緋乃の体重はあんまり重くないと思うけど、それはあくまで同年代の中での話。私もこの子と同年代で、ほとんど同じ体型な以上、自分と同じ重さの物を運んでいるようなもの。
つまり、この子がどんなに、大人なら簡単に運べるくらいの軽さでも、私にとっては凄く大変。

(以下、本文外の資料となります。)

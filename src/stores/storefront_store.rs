// ============================================================================
// STOREFRONT STORE - Estado de la tienda (use_reducer)
// ============================================================================
// Las respuestas async se aplican como acciones sobre el estado actual,
// nunca sobre una copia tomada antes del await
// ============================================================================

use std::rc::Rc;

use yew::functional::Reducible;

use crate::models::{OrderDraft, OrderRequest, OrderResponse, Package};
use crate::utils::constants::CATALOG_LOAD_ERROR;

/// Fase de la carga del catálogo
#[derive(Clone, Copy, Debug, PartialEq, Eq)]
pub enum CatalogPhase {
    Loading,
    Loaded,
}

/// Fase del envío del pedido
#[derive(Clone, Copy, Debug, PartialEq, Eq)]
pub enum SubmitPhase {
    Idle,
    Submitting,
}

/// Mensaje único de resultado (éxito o error, nunca ambos)
#[derive(Clone, Debug, PartialEq, Eq)]
pub enum ResultMessage {
    Success(String),
    Error(String),
}

impl ResultMessage {
    pub fn text(&self) -> &str {
        match self {
            ResultMessage::Success(text) | ResultMessage::Error(text) => text,
        }
    }

    pub fn is_error(&self) -> bool {
        matches!(self, ResultMessage::Error(_))
    }
}

#[derive(Clone, Debug, PartialEq)]
pub enum StoreAction {
    CatalogLoadStarted,
    CatalogLoaded(Result<Vec<Package>, String>),
    PackageSelected(Package),
    PlayerIdChanged(String),
    ServerIdChanged(String),
    EmailChanged(String),
    OrderSubmitted,
    OrderFinished(Result<OrderResponse, String>),
}

#[derive(Clone, Debug, PartialEq)]
pub struct StorefrontStore {
    pub catalog: CatalogPhase,
    pub packages: Vec<Package>,
    pub draft: OrderDraft,
    pub submit: SubmitPhase,
    pub message: Option<ResultMessage>,
}

impl Default for StorefrontStore {
    fn default() -> Self {
        // La carga arranca al montar, así que se empieza en Loading
        Self {
            catalog: CatalogPhase::Loading,
            packages: Vec::new(),
            draft: OrderDraft::default(),
            submit: SubmitPhase::Idle,
            message: None,
        }
    }
}

impl StorefrontStore {
    pub fn is_loading(&self) -> bool {
        self.catalog == CatalogPhase::Loading
    }

    pub fn is_submitting(&self) -> bool {
        self.submit == SubmitPhase::Submitting
    }

    pub fn can_checkout(&self) -> bool {
        self.draft.can_checkout()
    }

    /// Pedido a enviar, o None si el formulario no está listo
    pub fn order_request(&self) -> Option<OrderRequest> {
        self.draft.to_request()
    }

    pub fn apply(&mut self, action: StoreAction) {
        match action {
            StoreAction::CatalogLoadStarted => {
                self.catalog = CatalogPhase::Loading;
                self.message = None;
            }
            StoreAction::CatalogLoaded(result) => {
                match result {
                    Ok(packages) => self.packages = packages,
                    Err(e) => {
                        log::error!("❌ [STORE] Error cargando catálogo: {}", e);
                        self.message = Some(ResultMessage::Error(CATALOG_LOAD_ERROR.to_string()));
                    }
                }
                self.catalog = CatalogPhase::Loaded;
            }
            StoreAction::PackageSelected(package) => {
                self.draft.selected = Some(package);
            }
            StoreAction::PlayerIdChanged(value) => self.draft.player_id = value,
            StoreAction::ServerIdChanged(value) => self.draft.server_id = value,
            StoreAction::EmailChanged(value) => self.draft.email = value,
            StoreAction::OrderSubmitted => {
                self.submit = SubmitPhase::Submitting;
                self.message = None;
            }
            StoreAction::OrderFinished(result) => {
                match result {
                    Ok(response) => {
                        self.message = Some(ResultMessage::Success(response.confirmation()));
                        self.draft = OrderDraft::default();
                    }
                    Err(e) => self.message = Some(ResultMessage::Error(e)),
                }
                self.submit = SubmitPhase::Idle;
            }
        }
    }
}

impl Reducible for StorefrontStore {
    type Action = StoreAction;

    fn reduce(self: Rc<Self>, action: Self::Action) -> Rc<Self> {
        let mut next = (*self).clone();
        next.apply(action);
        Rc::new(next)
    }
}

#[cfg(test)]
mod tests {
    use super::*;

    fn package(id: &str) -> Package {
        Package {
            id: id.to_string(),
            name: format!("Pack {}", id),
            diamonds: 100,
            bonus: None,
            price: Some(1.0),
            popular: None,
        }
    }

    fn ready_store() -> StorefrontStore {
        let mut store = StorefrontStore::default();
        store.apply(StoreAction::CatalogLoaded(Ok(vec![package("p1"), package("p2")])));
        store.apply(StoreAction::PackageSelected(package("p1")));
        store.apply(StoreAction::PlayerIdChanged("123".to_string()));
        store.apply(StoreAction::ServerIdChanged("45".to_string()));
        store.apply(StoreAction::EmailChanged("me@example.com".to_string()));
        store
    }

    #[test]
    fn test_starts_loading_without_message() {
        let store = StorefrontStore::default();
        assert!(store.is_loading());
        assert!(store.message.is_none());
        assert!(!store.can_checkout());
    }

    #[test]
    fn test_catalog_load_clears_previous_message() {
        let mut store = StorefrontStore::default();
        store.message = Some(ResultMessage::Error("old".to_string()));
        store.apply(StoreAction::CatalogLoadStarted);
        assert!(store.is_loading());
        assert_eq!(store.message, None);
    }

    #[test]
    fn test_catalog_loaded_stops_loading() {
        let store = ready_store();
        assert!(!store.is_loading());
        assert_eq!(store.packages.len(), 2);
    }

    #[test]
    fn test_catalog_failure_shows_fixed_message_and_stops_loading() {
        let mut store = StorefrontStore::default();
        store.apply(StoreAction::CatalogLoaded(Err("Parse error: eof".to_string())));
        assert!(!store.is_loading());
        assert!(store.packages.is_empty());
        assert_eq!(
            store.message,
            Some(ResultMessage::Error("Unable to load packages. Please try again later.".to_string()))
        );
    }

    #[test]
    fn test_selection_is_single_and_does_not_toggle() {
        let mut store = ready_store();
        store.apply(StoreAction::PackageSelected(package("p2")));
        assert!(store.draft.is_selected(&package("p2")));
        assert!(!store.draft.is_selected(&package("p1")));

        store.apply(StoreAction::PackageSelected(package("p2")));
        assert!(store.draft.is_selected(&package("p2")));
    }

    #[test]
    fn test_readiness_follows_fields() {
        let mut store = ready_store();
        assert!(store.can_checkout());

        store.apply(StoreAction::ServerIdChanged(String::new()));
        assert!(!store.can_checkout());
        assert!(store.order_request().is_none());

        store.apply(StoreAction::ServerIdChanged("  ".to_string()));
        assert!(store.can_checkout());
    }

    #[test]
    fn test_submit_clears_message() {
        let mut store = ready_store();
        store.message = Some(ResultMessage::Error("previous".to_string()));
        store.apply(StoreAction::OrderSubmitted);
        assert!(store.is_submitting());
        assert_eq!(store.message, None);
    }

    #[test]
    fn test_successful_order_resets_draft() {
        let mut store = ready_store();
        store.apply(StoreAction::OrderSubmitted);
        store.apply(StoreAction::OrderFinished(Ok(OrderResponse {
            order_id: "O1".to_string(),
            status: "pending".to_string(),
        })));

        assert_eq!(
            store.message,
            Some(ResultMessage::Success("Order created! ID: O1. Status: pending".to_string()))
        );
        assert_eq!(store.draft, OrderDraft::default());
        assert!(!store.is_submitting());
        assert_eq!(store.packages.len(), 2);
    }

    #[test]
    fn test_failed_order_keeps_draft() {
        let mut store = ready_store();
        store.apply(StoreAction::OrderSubmitted);
        store.apply(StoreAction::OrderFinished(Err("X".to_string())));

        assert_eq!(store.message, Some(ResultMessage::Error("X".to_string())));
        assert!(store.message.as_ref().unwrap().is_error());
        assert_eq!(store.draft.player_id, "123");
        assert!(store.can_checkout());
    }

    #[test]
    fn test_reducer_applies_to_current_state() {
        let store = Rc::new(StorefrontStore::default());
        let store = store.reduce(StoreAction::PlayerIdChanged("1".to_string()));
        let store = store.reduce(StoreAction::ServerIdChanged("2".to_string()));
        assert_eq!(store.draft.player_id, "1");
        assert_eq!(store.draft.server_id, "2");
    }

    // Flujo completo contra el transport guionizado
    mod with_api {
        use super::*;
        use crate::services::transport::testing::ScriptedTransport;
        use crate::services::transport::HttpReply;
        use crate::services::StoreApiClient;
        use futures::executor::block_on;

        #[test]
        fn test_seeded_catalog_ends_up_in_store() {
            let api = StoreApiClient::with_transport(
                "http://api.test",
                ScriptedTransport::new(vec![
                    Ok(HttpReply::new(404, "{}")),
                    Ok(HttpReply::new(200, "{}")),
                    Ok(HttpReply::new(200, r#"{"packages":[{"_id":"p9","name":"Twilight Pass","diamonds":300,"price":9.99}]}"#)),
                ]),
            );

            let mut store = StorefrontStore::default();
            store.apply(StoreAction::CatalogLoadStarted);
            store.apply(StoreAction::CatalogLoaded(block_on(api.fetch_catalog())));

            assert!(!store.is_loading());
            assert_eq!(store.message, None);
            assert_eq!(store.packages.len(), 1);
            assert_eq!(store.packages[0].id, "p9");
        }

        #[test]
        fn test_order_detail_error_shown_verbatim() {
            let api = StoreApiClient::with_transport(
                "http://api.test",
                ScriptedTransport::new(vec![Ok(HttpReply::new(422, r#"{"detail":"Invalid server"}"#))]),
            );

            let mut store = ready_store();
            let request = store.order_request().unwrap();
            store.apply(StoreAction::OrderSubmitted);
            store.apply(StoreAction::OrderFinished(block_on(api.place_order(&request))));

            assert_eq!(store.message, Some(ResultMessage::Error("Invalid server".to_string())));
            assert!(store.draft.selected.is_some());
        }

        #[test]
        fn test_order_success_clears_draft() {
            let api = StoreApiClient::with_transport(
                "http://api.test",
                ScriptedTransport::new(vec![Ok(HttpReply::new(201, r#"{"order_id":"O1","status":"pending"}"#))]),
            );

            let mut store = ready_store();
            let request = store.order_request().unwrap();
            assert_eq!(request.contact_email.as_deref(), Some("me@example.com"));
            store.apply(StoreAction::OrderSubmitted);
            store.apply(StoreAction::OrderFinished(block_on(api.place_order(&request))));

            assert_eq!(
                store.message.as_ref().map(ResultMessage::text),
                Some("Order created! ID: O1. Status: pending")
            );
            assert_eq!(store.draft.selected, None);
            assert!(store.draft.player_id.is_empty());
            assert!(store.draft.server_id.is_empty());
            assert!(store.draft.email.is_empty());
            assert!(!store.can_checkout());
        }
    }
}
// Formateo de textos de paquetes (card y resumen del formulario)

/// Precio con dos decimales; sin precio se muestra como 0
pub fn format_price(price: Option<f64>) -> String {
    format!("${}", to_fixed_2(price.unwrap_or(0.0)))
}

/// "86 diamonds" o "86 diamonds + 8 bonus"
pub fn format_diamonds(diamonds: u64, bonus: Option<u64>) -> String {
    match bonus {
        Some(bonus) if bonus > 0 => format!("{} diamonds + {} bonus", diamonds, bonus),
        _ => format!("{} diamonds", diamonds),
    }
}

// Redondeo half-up sobre el valor decimal exacto del f64 (como toFixed(2)).
// `{:.2}` redondea los empates exactos a par: 0.125 -> 0.12
fn to_fixed_2(value: f64) -> String {
    if !value.is_finite() {
        return format!("{:.2}", value);
    }

    let sign = if value < 0.0 { "-" } else { "" };
    let digits = format!("{:.40}", value.abs());
    let Some((int_part, frac)) = digits.split_once('.') else {
        return format!("{:.2}", value);
    };
    let (Ok(units), Ok(cents)) = (int_part.parse::<u64>(), frac[..2].parse::<u64>()) else {
        return format!("{:.2}", value);
    };

    let round_up = frac.as_bytes()[2] >= b'5';
    let total = units
        .checked_mul(100)
        .and_then(|t| t.checked_add(cents + u64::from(round_up)));
    match total {
        Some(0) => "0.00".to_string(),
        Some(total) => format!("{}{}.{:02}", sign, total / 100, total % 100),
        None => format!("{:.2}", value),
    }
}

少し息を切らしながら、私の部屋に到着。なんとか肘でドアノブを引いて、中に入って、閉めるときは足で後ろ蹴り。肩を使って電気を点けて、ようやく緋乃をベッドに降ろした。
「はぁ〜…疲れた…。」
大きく息を吐いて、素直な感想を零す。またちょっと汗をかいてたから、タオルで拭く。
少し息を整えた後、私もベッドに潜り込む。タオルは、とりあえず枕元に置いておく。
丁度、疲れたところだし、割とすぐに寝れそう。
「………しぃ…。」
と、思ってたところに、隣から声が聞こえてきた。
目を覚ましたのかと思ったけど、どうやら寝言みたい。
「……さみ……しぃ………。」
「――――。」
緋乃は苦しそうな顔で、そんな言葉を口にした。
「……何それ。」
それは、ちょっと気に入らない。
別に、お礼を言われるとか、そういう対価が欲しくて面倒を見た訳じゃない。そもそも、大層なことをしたとも思ってない。
でも、
「私の隣に寝ておいて、寂しがるとか許せないんですけど。」
家族以外の隣で寝るのなんて初めてだし、自分で言うのもなんだけど、私はそれなりに優秀だから『私の隣』は安くない。
「なのに、隣で暗い顔されるとか、むかつく。」
本当、気に入らない。
だから、軽く手を握った。
「何があったのか知らないけど、今、あんたの隣には私がいるでしょ。苦しくても、悲しくても、独りじゃないんだから寂しくないでしょ。」
寂しくなるのは、独りだから。
良いことも悪いことも話せる相手がいないとき、寂しくなる。
でも、今の緋乃には私がいる。寂しいなんて言われるのは、凄く心外。
「…………。」
緋乃の手が、少しだけ握り返してきた。顔色も、さっきよりはマシ。
うん、それでよし。
「…ふぁ……。」
いい加減、私も眠くなってきた。
明日も学校だし、緋乃の顔色も良くなったし、もう寝よう。
繋いだ手をうっかり強く握りすぎないように、と思いながら眠りについた。